**Task description**: Output every line of the listing as it stands.

**Given entries**:
//! Package writer for OPC packages.
//!
//! Serializes `[Content_Types].xml`, the package relationships and every part
//! reachable from them (with its `.rels` member) into a ZIP archive.

use crate::ooxml::opc::constants::content_type as ct;
use crate::common::xml::escape_xml;
use crate::ooxml::opc::error::Result;
use crate::ooxml::opc::package::OpcPackage;
use crate::ooxml::opc::packuri::{CONTENT_TYPES_URI, PACKAGE_URI, PackURI};
use crate::ooxml::opc::part::Part;
use crate::ooxml::opc::phys_pkg::PhysPkgWriter;
use std::collections::BTreeMap;

pub struct PackageWriter;

impl PackageWriter {
    /// Serialize `package` to ZIP bytes. Unreachable parts are not written.
    pub fn to_bytes(package: &OpcPackage) -> Result<Vec<u8>> {
        let parts: Vec<&dyn Part> = package
            .reachable_partnames()
            .iter()
            .filter_map(|partname| package.get_part(partname).ok())
            .collect();

        let mut phys_writer = PhysPkgWriter::new();

        let cti = ContentTypesItem::from_parts(&parts);
        phys_writer.write(&PackURI::new(CONTENT_TYPES_URI)?, cti.to_xml().as_bytes())?;

        let pkg_rels_uri = PackURI::new(PACKAGE_URI)?.rels_uri()?;
        phys_writer.write(&pkg_rels_uri, package.rels().to_xml().as_bytes())?;

        for part in parts {
            phys_writer.write(part.partname(), part.blob())?;
            if !part.rels().is_empty() {
                let rels_uri = part.partname().rels_uri()?;
                phys_writer.write(&rels_uri, part.rels().to_xml().as_bytes())?;
            }
        }

        phys_writer.finish()
    }
}

/// `Default` and `Override` entries for `[Content_Types].xml`.
struct ContentTypesItem {
    defaults: BTreeMap<String, String>,
    overrides: BTreeMap<String, String>,
}

impl ContentTypesItem {
    fn from_parts(parts: &[&dyn Part]) -> Self {
        let mut defaults = BTreeMap::new();
        defaults.insert("rels".to_string(), ct::OPC_RELATIONSHIPS.to_string());
        defaults.insert("xml".to_string(), ct::XML.to_string());

        let mut cti = Self {
            defaults,
            overrides: BTreeMap::new(),
        };
        for part in parts {
            cti.add_content_type(part.partname(), part.content_type());
        }
        cti
    }

    /// Well-known extension/content-type pairs become `Default` entries,
    /// everything else gets an `Override` for its partname.
    fn add_content_type(&mut self, partname: &PackURI, content_type: &str) {
        let ext = partname.ext().to_lowercase();
        if Self::is_default_content_type(&ext, content_type) {
            self.defaults.insert(ext, content_type.to_string());
        } else {
            self.overrides
                .insert(partname.to_string(), content_type.to_string());
        }
    }

    fn is_default_content_type(ext: &str, content_type: &str) -> bool {
        matches!(
            (ext, content_type),
            ("rels", ct::OPC_RELATIONSHIPS)
                | ("xml", ct::XML)
                | ("png", ct::PNG)
                | ("jpg", ct::JPEG)
                | ("jpeg", ct::JPEG)
                | ("gif", ct::GIF)
                | ("bmp", ct::BMP)
                | ("tif", ct::TIFF)
                | ("tiff", ct::TIFF)
                | ("emf", ct::X_EMF)
                | ("wmf", ct::X_WMF)
                | ("svg", ct::SVG)
        )
    }

    fn to_xml(&self) -> String {
        let mut xml = String::with_capacity(256 + 160 * (self.defaults.len() + self.overrides.len()));
        xml.push_str(r#"<?xml version="1.0" encoding="UTF-8" standalone="yes"?>"#);
        xml.push_str("\r\n");
        xml.push_str(r#"<Types xmlns="http://schemas.openxmlformats.org/package/2006/content-types">"#);

        for (ext, content_type) in &self.defaults {
            xml.push_str(r#"<Default Extension=""#);
            xml.push_str(&escape_xml(ext));
            xml.push_str(r#"" ContentType=""#);
            xml.push_str(&escape_xml(content_type));
            xml.push_str(r#""/>"#);
        }
        for (partname, content_type) in &self.overrides {
            xml.push_str(r#"<Override PartName=""#);
            xml.push_str(&escape_xml(partname));
            xml.push_str(r#"" ContentType=""#);
            xml.push_str(&escape_xml(content_type));
            xml.push_str(r#""/>"#);
        }

        xml.push_str("</Types>");
        xml
    }
}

**Task output**:
//! Package writer for OPC packages.
//!
//! Serializes `[Content_Types].xml`, the package relationships and every part
//! reachable from them (with its `.rels` member) into a ZIP archive.

use crate::ooxml::opc::constants::content_type as ct;
use crate::common::xml::escape_xml;
use crate::ooxml::opc::error::Result;
use crate::ooxml::opc::package::OpcPackage;
use crate::ooxml::opc::packuri::{CONTENT_TYPES_URI, PACKAGE_URI, PackURI};
use crate::ooxml::opc::part::Part;
use crate::ooxml::opc::phys_pkg::PhysPkgWriter;
use std::collections::BTreeMap;

pub struct PackageWriter;

impl PackageWriter {
    /// Serialize `package` to ZIP bytes. Unreachable parts are not written.
    pub fn to_bytes(package: &OpcPackage) -> Result<Vec<u8>> {
        let parts: Vec<&dyn Part> = package
            .reachable_partnames()
            .iter()
            .filter_map(|partname| package.get_part(partname).ok())
            .collect();

        let mut phys_writer = PhysPkgWriter::new();

        let cti = ContentTypesItem::from_parts(&parts);
        phys_writer.write(&PackURI::new(CONTENT_TYPES_URI)?, cti.to_xml().as_bytes())?;

        let pkg_rels_uri = PackURI::new(PACKAGE_URI)?.rels_uri()?;
        phys_writer.write(&pkg_rels_uri, package.rels().to_xml().as_bytes())?;

        for part in parts {
            phys_writer.write(part.partname(), part.blob())?;
            if !part.rels().is_empty() {
                let rels_uri = part.partname().rels_uri()?;
                phys_writer.write(&rels_uri, part.rels().to_xml().as_bytes())?;
            }
        }

        phys_writer.finish()
    }
}

/// `Default` and `Override` entries for `[Content_Types].xml`.
struct ContentTypesItem {
    defaults: BTreeMap<String, String>,
    overrides: BTreeMap<String, String>,
}

impl ContentTypesItem {
    fn from_parts(parts: &[&dyn Part]) -> Self {
        let mut defaults = BTreeMap::new();
        defaults.insert("rels".to_string(), ct::OPC_RELATIONSHIPS.to_string());
        defaults.insert("xml".to_string(), ct::XML.to_string());

        let mut cti = Self {
            defaults,
            overrides: BTreeMap::new(),
        };
        for part in parts {
            cti.add_content_type(part.partname(), part.content_type());
        }
        cti
    }

    /// Well-known extension/content-type pairs become `Default` entries,
    /// everything else gets an `Override` for its partname.
    fn add_content_type(&mut self, partname: &PackURI, content_type: &str) {
        let ext = partname.ext().to_lowercase();
        if Self::is_default_content_type(&ext, content_type) {
            self.defaults.insert(ext, content_type.to_string());
        } else {
            self.overrides
                .insert(partname.to_string(), content_type.to_string());
        }
    }

    fn is_default_content_type(ext: &str, content_type: &str) -> bool {
        matches!(
            (ext, content_type),
            ("rels", ct::OPC_RELATIONSHIPS)
                | ("xml", ct::XML)
                | ("png", ct::PNG)
                | ("jpg", ct::JPEG)
                | ("jpeg", ct::JPEG)
                | ("gif", ct::GIF)
                | ("bmp", ct::BMP)
                | ("tif", ct::TIFF)
                | ("tiff", ct::TIFF)
                | ("emf", ct::X_EMF)
                | ("wmf", ct::X_WMF)
                | ("svg", ct::SVG)
        )
    }

    fn to_xml(&self) -> String {
        let mut xml = String::with_capacity(256 + 160 * (self.defaults.len() + self.overrides.len()));
        xml.push_str(r#"<?xml version="1.0" encoding="UTF-8" standalone="yes"?>"#);
        xml.push_str("\r\n");
        xml.push_str(r#"<Types xmlns="http://schemas.openxmlformats.org/package/2006/content-types">"#);

        for (ext, content_type) in &self.defaults {
            xml.push_str(r#"<Default Extension=""#);
            xml.push_str(&escape_xml(ext));
            xml.push_str(r#"" ContentType=""#);
            xml.push_str(&escape_xml(content_type));
            xml.push_str(r#""/>"#);
        }
        for (partname, content_type) in &self.overrides {
            xml.push_str(r#"<Override PartName=""#);
            xml.push_str(&escape_xml(partname));
            xml.push_str(r#"" ContentType=""#);
            xml.push_str(&escape_xml(content_type));
            xml.push_str(r#""/>"#);
        }

        xml.push_str("</Types>");
        xml
    }
}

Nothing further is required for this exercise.